Let me tell you about the Alameda County Democratic Party Central Committee and the career bureaucrats that run it. There’s a certain type of career politician (Dan Kalb comes to mind) who sets himself the goal of a life in politics. There’s a well-tested path: start with volunteering, make contacts, establish relationships with powerful people. Then run for something boring: school board, rent control board, county party committee. This is preferably done when you’re in your thirties. You’ll have to put up with a lot of dreary people and interminable meetings, but that’s the price of advancing in politics.
Finally the day comes when you make the big leap: City Council! You find a campaign manager. You raise funds – and raise funds – and raise funds. You beg, plead, threaten, cajole, mislead donors. You call in old chits. By now, you’re a polished speaker. You have everyone important on speed dial. You also have your fair share of grudges (just as others have grudges against you) but politics is seldom personal: you get along with idiots as long as they’re potentially useful.
And then you find yourself on the Central Committee of your county political party, an essential cog in the machine. It’s grinding tedium but you’re on the way up. Who knows how far you can ascend? Mayor – State Senate or Assembly? U.S. Congress? Lieutenant-Governor – Governor – Senator – President of the U.S. of A.?

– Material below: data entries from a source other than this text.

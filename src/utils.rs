// SPDX-License-Identifier: MIT OR Apache-2.0

//! Byte-slice helpers shared by the packet views.

/// Copies `T` bytes out of `bytes` starting at `start`, or `None` if the
/// slice is too short.
#[inline]
pub(crate) fn to_array<const T: usize>(bytes: &[u8], start: usize) -> Option<[u8; T]> {
    Some(*get_array(bytes, start)?)
}

#[inline]
pub(crate) fn get_array<const T: usize>(bytes: &[u8], start: usize) -> Option<&[u8; T]> {
    bytes.get(start..start + T)?.try_into().ok()
}

/// Rounds `unpadded_len` up to the next multiple of `T`.
#[inline]
pub(crate) fn padded_length<const T: usize>(unpadded_len: usize) -> usize {
    unpadded_len + ((T - (unpadded_len % T)) % T)
}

Meanwhile, you still have to kiss a lot of rear ends. And that means keeping your fellow bureaucrats in power. After all the time and energy you’ve spent securing that network, you don’t want to see your old pals kicked out of office and replaced by people you don’t know, who owe you no favors. So you support your fellow bureaucrats – not because they’re the most qualified for their jobs but because you can use them in shimmying up the greasy pole.
This is the sort of person on the Alameda County Democratic Party Central Committee. Ambitious. Calculating. Not necessarily smart, but crafty. Willing to do dirty stuff. Knows where the bodies are buried. Unscrupulous, but adept at keeping his fingerprints off the murder weapon. Charming, but there’s something insincere under his skin. Moral fiber has been replaced by self-interest. These are not the sort of people you want running the political life of your county. But there they are: and having achieved so much power they’re not going to easily relinquish it.
If this personality description sounds unsavory, that’s because it is. And it explains why the Alameda County Democratic Party Central Committee has voted to oppose the Recalls of both Pamela Price and Sheng Thao. It’s not because the committee men and women like or admire either of them. It’s not because the members think Price or Thao is doing a good job. It’s because Price and Thao still have power, as long as they’re in office, and access to power is what middling bureaucrats thrive on. It’s the heady brew that gets them off. “Madame D.A. and I were having coffee and she told me…”. “I was with the Mayor at her house when…”. These are the sorts of name-drops bureaucrats love to utter. This is the “you scratch my back and I’ll scratch yours” quid pro quo that pollutes our politics and demeans our culture. The cynicism underlying it is staggering, the hypocrisy breathtaking. It’s why so many people think that politics is a great, big, steaming pile of manure: because it often is.
It’s important for voters to understand these subterranean connections. People like Pamela Price aren’t isolated phenomena. They’re simply the visible tip of a vast, largely unseen mechanism that controls the lives of cities and counties. Is it a conspiracy? In many ways, it is. Or call it a marriage of convenience.
I hope that voters won’t be influenced by the Alameda County Democratic Party Central Committee’s opposition to the Recalls. Ask yourself why the Alameda County Democratic Party Central Committee would back the most incompetent Mayor in Oakland’s history, and a District Attorney who fails to hold criminals (especially of color) accountable. Then forget your “loyalty” to any particular party, and vote your conscience.